= The task =
Where does the word "tokio" show up in the records? Copy every line that has it.

= Data to examine =
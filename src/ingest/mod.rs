// src/ingest/mod.rs
pub mod parse;
pub mod providers;
pub mod types;

use once_cell::sync::Lazy;
use regex::Regex;

pub use types::FeedProvider;

/// Maximum title length kept after normalization (characters).
pub const TITLE_MAX_CHARS: usize = 300;

static RE_TAGS: Lazy<Regex> = Lazy::new(|| Regex::new(r"(?is)</?[^>]+>").expect("tag regex"));
static RE_WS: Lazy<Regex> = Lazy::new(|| Regex::new(r"\s+").expect("whitespace regex"));

/// Normalize feed text: decode entities, strip tags, fold quotes and whitespace.
pub fn normalize_text(s: &str) -> String {
    // 1) HTML entity decode
    let out = html_escape::decode_html_entities(s).to_string();

    // 2) Strip HTML tags
    let out = RE_TAGS.replace_all(&out, "");

    // 3) Normalize “ ” « » ‘ ’ to ASCII quotes
    let out = out
        .replace(['\u{201C}', '\u{201D}', '\u{00AB}', '\u{00BB}'], "\"")
        .replace(['\u{2018}', '\u{2019}'], "'");

    // 4) Collapse whitespace (includes NBSP)
    let out = RE_WS.replace_all(&out, " ");
    let out = out.trim();

    // 5) Length cap
    if out.chars().count() > TITLE_MAX_CHARS {
        out.chars().take(TITLE_MAX_CHARS).collect()
    } else {
        out.to_string()
    }
}

/// Only absolute http(s) links are worth handing to the fetcher.
pub fn is_fetchable_link(link: &str) -> bool {
    let l = link.trim();
    l.starts_with("http://") || l.starts_with("https://")
}
//! finnews — Binary Entrypoint
//! Loads configuration, starts the optional telemetry server and runs the
//! pipeline until Ctrl-C. Passing URLs as arguments analyses just those and
//! exits.

use anyhow::{Context, Result};
use finnews_pipeline::metrics::{self, Metrics};
use finnews_pipeline::{Pipeline, PipelineConfig};
use tracing::{error, info, warn};
use tracing_subscriber::{fmt, prelude::*, EnvFilter};

const DEFAULT_LOG_FILTER: &str = "finnews_pipeline=info,finnews=info,warn";

fn init_tracing(json: bool) {
    let filter = EnvFilter::try_from_default_env().unwrap_or_else(|_| EnvFilter::new(DEFAULT_LOG_FILTER));
    let registry = tracing_subscriber::registry().with(filter);
    if json {
        registry.with(fmt::layer().json()).init();
    } else {
        registry.with(fmt::layer().compact()).init();
    }
}

async fn shutdown_signal() {
    if let Err(e) = tokio::signal::ctrl_c().await {
        error!(error = %e, "failed to listen for ctrl-c; stopping");
    }
}

#[tokio::main]
async fn main() -> Result<()> {
    // Load .env in local/dev; no-op when absent.
    let _ = dotenvy::dotenv();

    let cfg = PipelineConfig::load_default().context("loading pipeline config")?;
    init_tracing(cfg.log_json);
    info!(
        provider = ?cfg.provider, model = %cfg.model,
        fetch_concurrency = cfg.fetch_concurrency, gpu_concurrency = cfg.gpu_concurrency,
        feeds = cfg.feeds.len(), "finnews starting"
    );

    let pipeline = Pipeline::from_config(&cfg).await?;

    if let Some(addr) = cfg.metrics_addr {
        let router = match Metrics::init() {
            Ok(m) => m.router(pipeline.stats()),
            Err(e) => {
                warn!(error = %format!("{e:#}"), "prometheus recorder unavailable; serving /health and /stats only");
                metrics::router(None, pipeline.stats())
            }
        };
        let listener = tokio::net::TcpListener::bind(addr)
            .await
            .with_context(|| format!("binding telemetry listener on {addr}"))?;
        info!(%addr, "telemetry listening");
        tokio::spawn(async move {
            if let Err(e) = axum::serve(listener, router).await {
                error!(error = %e, "telemetry server stopped");
            }
        });
    }

    let urls: Vec<String> = std::env::args().skip(1).collect();
    let summary = if urls.is_empty() {
        pipeline.run(shutdown_signal()).await
    } else {
        info!(count = urls.len(), "batch mode");
        pipeline.run_urls(urls).await
    };
    info!(
        discovered = summary.discovered, fetched = summary.fetched,
        fetch_failed = summary.fetch_failed, filtered = summary.filtered,
        signals = summary.signals, inference_failed = summary.inference_failed,
        validation_failed = summary.validation_failed, "finnews stopped"
    );
    Ok(())
}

= Solution for this exercise =
    if let Err(e) = tokio::signal::ctrl_c().await {
#[tokio::main]
        let listener = tokio::net::TcpListener::bind(addr)
        tokio::spawn(async move {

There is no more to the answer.